Like many other poets of the sixteenth century, George Buchanan wrote classicizing Latin paraphrases of the Psalter. Here is his version of Psalm 117:
Omnes ubique gentium
quos solis ambit orbita,
rerum parentis optimi
laudes libenter pangite.
agnoscite indulgentiam
benignius nos in dies
foventis, et constantiam
promissa certam reddere.
In rather wooden English:1
Everyone, everywhere in the world,
whom the path of the sun goes round,
gladly celebrate the praises
of the Best Father of creation.
Acknowledge his tenderness,
supporting us more kindly
day by day, and his constancy,
which is certain to make good his promises.
Roger Green, whose text I have transcribed above, calls this short poem in (Ambrosian) iambic dimeters displays “simple dignity” and “taut construction,” and notes that the whole turns on the poem’s only two verbs, placed next to each other directly in the poem’s center:
Omnes ubique gentium
quos solis ambit orbita,
rerum parentis optimi
laudes libenter pangite.
agnoscite indulgentiam
benignius nos in dies
foventis, et constantiam
promissa certam reddere.
Indeed, lines 4-6 form a near-chiasmus: direct object, adverb, imperative; imperative, direct object, adverb. The genitive participle in line 7 corresponds to the genitive in similar position in line 3.

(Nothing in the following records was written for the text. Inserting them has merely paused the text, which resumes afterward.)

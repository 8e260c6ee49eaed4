//! Hostile AI system: perception, FSM, steering, regen and attacks.
//!
//! Gathers each hostile's situation, evaluates the FSM from skirmish-ai,
//! then applies the results in a second pass to avoid borrow conflicts
//! with hecs.

use glam::Vec2;
use hecs::{Entity, World};
use rand_chacha::ChaCha8Rng;

use skirmish_core::components::*;
use skirmish_core::constants::LOS_OBSTACLE_BUFFER;
use skirmish_core::enums::*;
use skirmish_core::events::SimEvent;

use skirmish_ai::fsm::{evaluate, HostileContext, MoveIntent};
use skirmish_ai::perception::{self, SightReport};
use skirmish_ai::profiles::HostileProfile;
use skirmish_ai::steering::{self, Neighbor};

use crate::collision::CollisionManager;
use crate::physics::PhysicsWorld;
use crate::projectile::ProjectilePool;
use crate::systems::player::player_status;
use crate::world_setup::{combatant_bounds, entity_id};

struct HostileResult {
    entity: Entity,
    brain: HostileBrain,
    position: Vec2,
    velocity: Vec2,
    facing: Octant,
    health: i32,
    shot: Option<Vec2>,
}

/// Run the hostile AI for one tick. Hostiles do nothing while the
/// controlled agent is dead or absent.
#[allow(clippy::too_many_arguments)]
pub fn run(
    world: &mut World,
    physics: &mut dyn PhysicsWorld,
    collision: &CollisionManager,
    pool: &mut ProjectilePool,
    rng: &mut ChaCha8Rng,
    profile: &HostileProfile,
    events: &mut Vec<SimEvent>,
    dt: f32,
) {
    let Some((_, target, true)) = player_status(world) else {
        return;
    };

    let neighbors: Vec<Neighbor> = world
        .query::<(&HostileBrain, &Position, &Combatant)>()
        .iter()
        .filter(|(_, (_, _, c))| !c.dead)
        .map(|(e, (_, pos, _))| Neighbor {
            key: entity_id(e),
            position: pos.0,
        })
        .collect();

    let hostiles: Vec<(Entity, HostileBrain, Vec2, Health, Octant)> = world
        .query::<(&HostileBrain, &Position, &Health, &Combatant)>()
        .iter()
        .filter(|(_, (_, _, _, c))| !c.dead)
        .map(|(e, (brain, pos, health, c))| (e, brain.clone(), pos.0, *health, c.facing))
        .collect();

    let mut results = Vec::with_capacity(hostiles.len());
    for (entity, brain, position, health, facing) in hostiles {
        results.push(think(
            entity, brain, position, health, facing, target, &neighbors, physics, collision,
            rng, profile, dt,
        ));
    }

    for result in results {
        if let Ok((brain, pos, vel, health, combatant, binding)) =
            world.query_one_mut::<(
                &mut HostileBrain,
                &mut Position,
                &mut Velocity,
                &mut Health,
                &mut Combatant,
                &BodyBinding,
            )>(result.entity)
        {
            *brain = result.brain;
            pos.0 = result.position;
            vel.0 = result.velocity;
            health.current = result.health;
            combatant.facing = result.facing;
            if binding.live {
                physics.set_transform(binding.handle, result.position);
            }
        }

        if let Some(direction) = result.shot {
            pool.spawn(
                result.position,
                direction * profile.bullet_speed,
                profile.bullet_damage,
                result.entity,
                Faction::Hostile,
            );
            events.push(SimEvent::ProjectileFired {
                faction: Faction::Hostile,
                position: result.position,
            });
        }
    }
}

#[allow(clippy::too_many_arguments)]
fn think(
    entity: Entity,
    mut brain: HostileBrain,
    position: Vec2,
    mut health: Health,
    facing: Octant,
    target: Vec2,
    neighbors: &[Neighbor],
    physics: &dyn PhysicsWorld,
    collision: &CollisionManager,
    rng: &mut ChaCha8Rng,
    profile: &HostileProfile,
    dt: f32,
) -> HostileResult {
    let key = entity_id(entity);
    let distance = position.distance(target);

    // Perception
    let (ray_from, ray_to) = perception::ray_endpoints(position, target);
    let report = SightReport {
        distance,
        ray_blocked: physics.ray_cast(ray_from, ray_to).is_some(),
        obstacle_blocked: collision.segment_blocked(ray_from, ray_to, LOS_OBSTACLE_BUFFER),
    };
    let sighted = perception::resolve_sight(&report, profile);
    if sighted {
        brain.last_known_target = Some(target);
    }

    if brain.state == HostileState::Attack {
        brain.attack_elapsed += dt;
    }

    let ctx = HostileContext {
        state: brain.state,
        distance,
        sighted,
        adjacent: perception::is_adjacent(distance, profile),
        moving: brain.moving,
        has_last_known: brain.last_known_target.is_some(),
        attack_elapsed: brain.attack_elapsed,
        last_attack_frame: brain.last_attack_frame,
    };
    let update = evaluate(&ctx, profile);
    brain.state = update.new_state;
    brain.attack_elapsed = update.attack_elapsed;
    brain.last_attack_frame = update.last_attack_frame;

    // Steering
    let avoidance = || {
        steering::obstacle_avoidance(position, collision.rects(), profile.avoidance_radius)
            + steering::neighbor_repulsion(
                key,
                position,
                neighbors,
                profile.separation_radius,
                profile.separation_gain,
            )
    };
    let mut velocity = match update.intent {
        MoveIntent::Hold => Vec2::ZERO,
        MoveIntent::SeekTarget => {
            steering::desired_velocity(steering::seek(position, target), avoidance(), profile)
        }
        MoveIntent::SeekLastKnown => match brain.last_known_target {
            Some(last) if position.distance(last) >= profile.arrival_distance => {
                steering::desired_velocity(steering::seek(position, last), avoidance(), profile)
            }
            _ => Vec2::ZERO,
        },
        MoveIntent::Wander => {
            brain.wander_timer -= dt;
            let wander_target = match brain.wander_target {
                Some(t) if brain.wander_timer > 0.0 => t,
                _ => {
                    brain.wander_timer = profile.wander_retarget_secs;
                    steering::pick_wander_target(position, rng, profile)
                }
            };
            brain.wander_target = Some(wander_target);
            if position.distance(wander_target) < profile.arrival_distance {
                Vec2::ZERO
            } else {
                steering::wander_velocity(position, wander_target, profile)
            }
        }
    };
    brain.moving = velocity != Vec2::ZERO;

    // Anti-stacking push, not while attacking.
    if brain.state != HostileState::Attack {
        velocity += steering::stacking_separation(key, position, neighbors, profile)
            * profile.max_speed;
    }

    let mut new_position = position;
    if velocity != Vec2::ZERO {
        let candidate = position + velocity * dt;
        if collision.query_overlaps(&combatant_bounds(candidate, profile.body_radius)) {
            // Stop rather than slide.
            velocity = Vec2::ZERO;
            brain.moving = false;
        } else {
            new_position = candidate;
        }
    }

    if brain.state == HostileState::Walk && !brain.moving {
        brain.state = HostileState::Idle;
    }

    // Facing
    let to_target = target - new_position;
    let facing_vec = if brain.state == HostileState::Attack {
        to_target
    } else if brain.moving && velocity != Vec2::ZERO {
        velocity
    } else if brain.moving {
        to_target
    } else {
        Octant::Down.direction()
    };
    let facing = Octant::from_vector(facing_vec).unwrap_or(facing);

    // Idle regen
    if brain.state == HostileState::Idle {
        brain.idle_secs += dt;
        if brain.idle_secs > profile.regen_delay_secs && health.current < health.max {
            brain.regen_carry += profile.regen_per_sec * dt;
            let whole = brain.regen_carry.floor();
            brain.regen_carry -= whole;
            health.current = (health.current + whole as i32).min(health.max);
        }
    } else {
        brain.idle_secs = 0.0;
        brain.regen_carry = 0.0;
    }

    let shot = update.fire.then(|| {
        let aim = to_target.normalize_or_zero();
        if aim == Vec2::ZERO {
            facing.direction()
        } else {
            aim
        }
    });

    HostileResult {
        entity,
        brain,
        position: new_position,
        velocity,
        facing,
        health: health.current,
        shot,
    }
}
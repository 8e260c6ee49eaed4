//! Scripted input for unattended runs: walks into the cutscene zone, clicks
//! through dialog, and shoots the nearest hostile.

use glam::Vec2;

use skirmish_core::commands::PlayerCommand;
use skirmish_core::enums::{GamePhase, HostileState, PlayerState, WeaponMode};
use skirmish_core::state::GameStateSnapshot;

/// Frames between dialog advances.
const DIALOG_PACE: u32 = 45;
/// Hostiles closer than this are engaged.
const ENGAGE_RANGE: f32 = 500.0;
/// Distance from the zone centre that counts as arrived.
const ZONE_ARRIVAL: f32 = 5.0;

#[derive(Debug, Clone)]
pub struct Autopilot {
    zone_center: Vec2,
    dialog_wait: u32,
    restarts_left: u32,
}

impl Autopilot {
    pub fn new(zone_center: Vec2, max_restarts: u32) -> Self {
        Self {
            zone_center,
            dialog_wait: DIALOG_PACE,
            restarts_left: max_restarts,
        }
    }

    /// Commands to send in response to the latest snapshot.
    pub fn decide(&mut self, snap: &GameStateSnapshot) -> Vec<PlayerCommand> {
        match snap.phase {
            GamePhase::Ready => vec![PlayerCommand::StartMission],
            GamePhase::Exploring => self.explore(snap),
            GamePhase::CutsceneStart | GamePhase::CutsceneEnd => self.talk(snap),
            GamePhase::Combat => self.fight(snap),
            GamePhase::GameOver if self.restarts_left > 0 => {
                self.restarts_left -= 1;
                vec![PlayerCommand::RestartMission]
            }
            GamePhase::GameOver | GamePhase::MissionComplete => Vec::new(),
        }
    }

    fn explore(&self, snap: &GameStateSnapshot) -> Vec<PlayerCommand> {
        let Some(player) = &snap.player else {
            return Vec::new();
        };
        let offset = self.zone_center - player.position;
        let dir = if offset.length() > ZONE_ARRIVAL {
            offset.normalize_or_zero()
        } else {
            Vec2::ZERO
        };
        vec![PlayerCommand::Move { x: dir.x, y: dir.y }]
    }

    fn talk(&mut self, snap: &GameStateSnapshot) -> Vec<PlayerCommand> {
        let talking = snap.cutscene.as_ref().is_some_and(|c| c.line.is_some());
        if !talking {
            self.dialog_wait = DIALOG_PACE;
            return Vec::new();
        }
        if self.dialog_wait > 0 {
            self.dialog_wait -= 1;
            return Vec::new();
        }
        self.dialog_wait = DIALOG_PACE;
        vec![PlayerCommand::AdvanceDialog]
    }

    fn fight(&self, snap: &GameStateSnapshot) -> Vec<PlayerCommand> {
        let Some(player) = &snap.player else {
            return Vec::new();
        };
        let target = snap
            .hostiles
            .iter()
            .filter(|h| h.state != HostileState::Death)
            .map(|h| (h.position.distance(player.position), h.position))
            .filter(|(d, _)| *d < ENGAGE_RANGE)
            .min_by(|a, b| a.0.total_cmp(&b.0));

        let mut commands = Vec::new();
        match target {
            Some((_, position)) => {
                if player.weapon != WeaponMode::Ranged {
                    commands.push(PlayerCommand::SwitchWeapon {
                        weapon: WeaponMode::Ranged,
                    });
                }
                let aim = (position - player.position).normalize_or_zero();
                commands.push(PlayerCommand::Move { x: aim.x, y: aim.y });
                if player.state != PlayerState::Shooting {
                    commands.push(PlayerCommand::AttackPressed);
                }
            }
            None => {
                if player.state == PlayerState::Shooting {
                    commands.push(PlayerCommand::AttackReleased);
                }
                commands.push(PlayerCommand::Move { x: 0.0, y: 0.0 });
            }
        }
        commands
    }
}
//! Core types and definitions for the skirmish simulation.
//!
//! This crate defines the vocabulary shared across all other crates:
//! geometry, components, commands, state snapshots, events, errors and
//! tuning constants. It carries no simulation logic.

pub mod commands;
pub mod components;
pub mod constants;
pub mod enums;
pub mod error;
pub mod events;
pub mod state;
pub mod types;
//! Game state snapshot, the read-only view handed to hosts after each tick.

use glam::Vec2;
use serde::{Deserialize, Serialize};

use crate::enums::*;
use crate::events::SimEvent;
use crate::types::SimTime;

/// Complete picture of the simulation after a tick.
#[derive(Debug, Clone, Serialize, Deserialize)]
pub struct GameStateSnapshot {
    pub time: SimTime,
    pub phase: GamePhase,
    pub paused: bool,
    pub player: Option<PlayerView>,
    pub hostiles: Vec<HostileView>,
    pub projectiles: Vec<ProjectileView>,
    pub vehicles: Vec<VehicleView>,
    pub cutscene: Option<CutsceneView>,
    pub waves: WaveView,
    pub obstacle_count: usize,
    pub pool_capacity: usize,
    pub events: Vec<SimEvent>,
}

#[derive(Debug, Clone, Serialize, Deserialize)]
pub struct PlayerView {
    pub position: Vec2,
    pub health: i32,
    pub max_health: i32,
    pub state: PlayerState,
    pub weapon: WeaponMode,
    pub facing: u8,
}

#[derive(Debug, Clone, Serialize, Deserialize)]
pub struct HostileView {
    pub id: u64,
    pub position: Vec2,
    pub health: i32,
    pub state: HostileState,
    pub facing: u8,
}

#[derive(Debug, Clone, Serialize, Deserialize)]
pub struct ProjectileView {
    pub position: Vec2,
    pub velocity: Vec2,
    pub faction: Faction,
}

#[derive(Debug, Clone, Serialize, Deserialize)]
pub struct VehicleView {
    pub position: Vec2,
    pub size: Vec2,
    pub doors_open: bool,
    pub collision_active: bool,
}

#[derive(Debug, Clone, Serialize, Deserialize)]
pub struct CutsceneView {
    pub kind: CutsceneKind,
    pub stage: CutsceneStage,
    pub position: Vec2,
    pub facing: u8,
    /// Dialog line currently shown, if any.
    pub line: Option<String>,
}

#[derive(Debug, Clone, Default, PartialEq, Eq, Serialize, Deserialize)]
pub struct WaveView {
    pub current_wave: u32,
    pub total_waves: u32,
    pub active_hostiles: u32,
    pub complete: bool,
}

The poem is an exhortation, and all the inhabitants of the earth are told to do two things: to speak and to acknowledge. These are of course related: (1) all are to speak the praises of God, who (2) is to be praised in part because of all his kindnesses (indulgentiam) and his faithfulness (constantiam) toward us, with the two nouns placed in parallel position. God’s indulgentia and God himself (referred to by foventis, emphasized by enjambment) embrace “us” (nos) in the word-order.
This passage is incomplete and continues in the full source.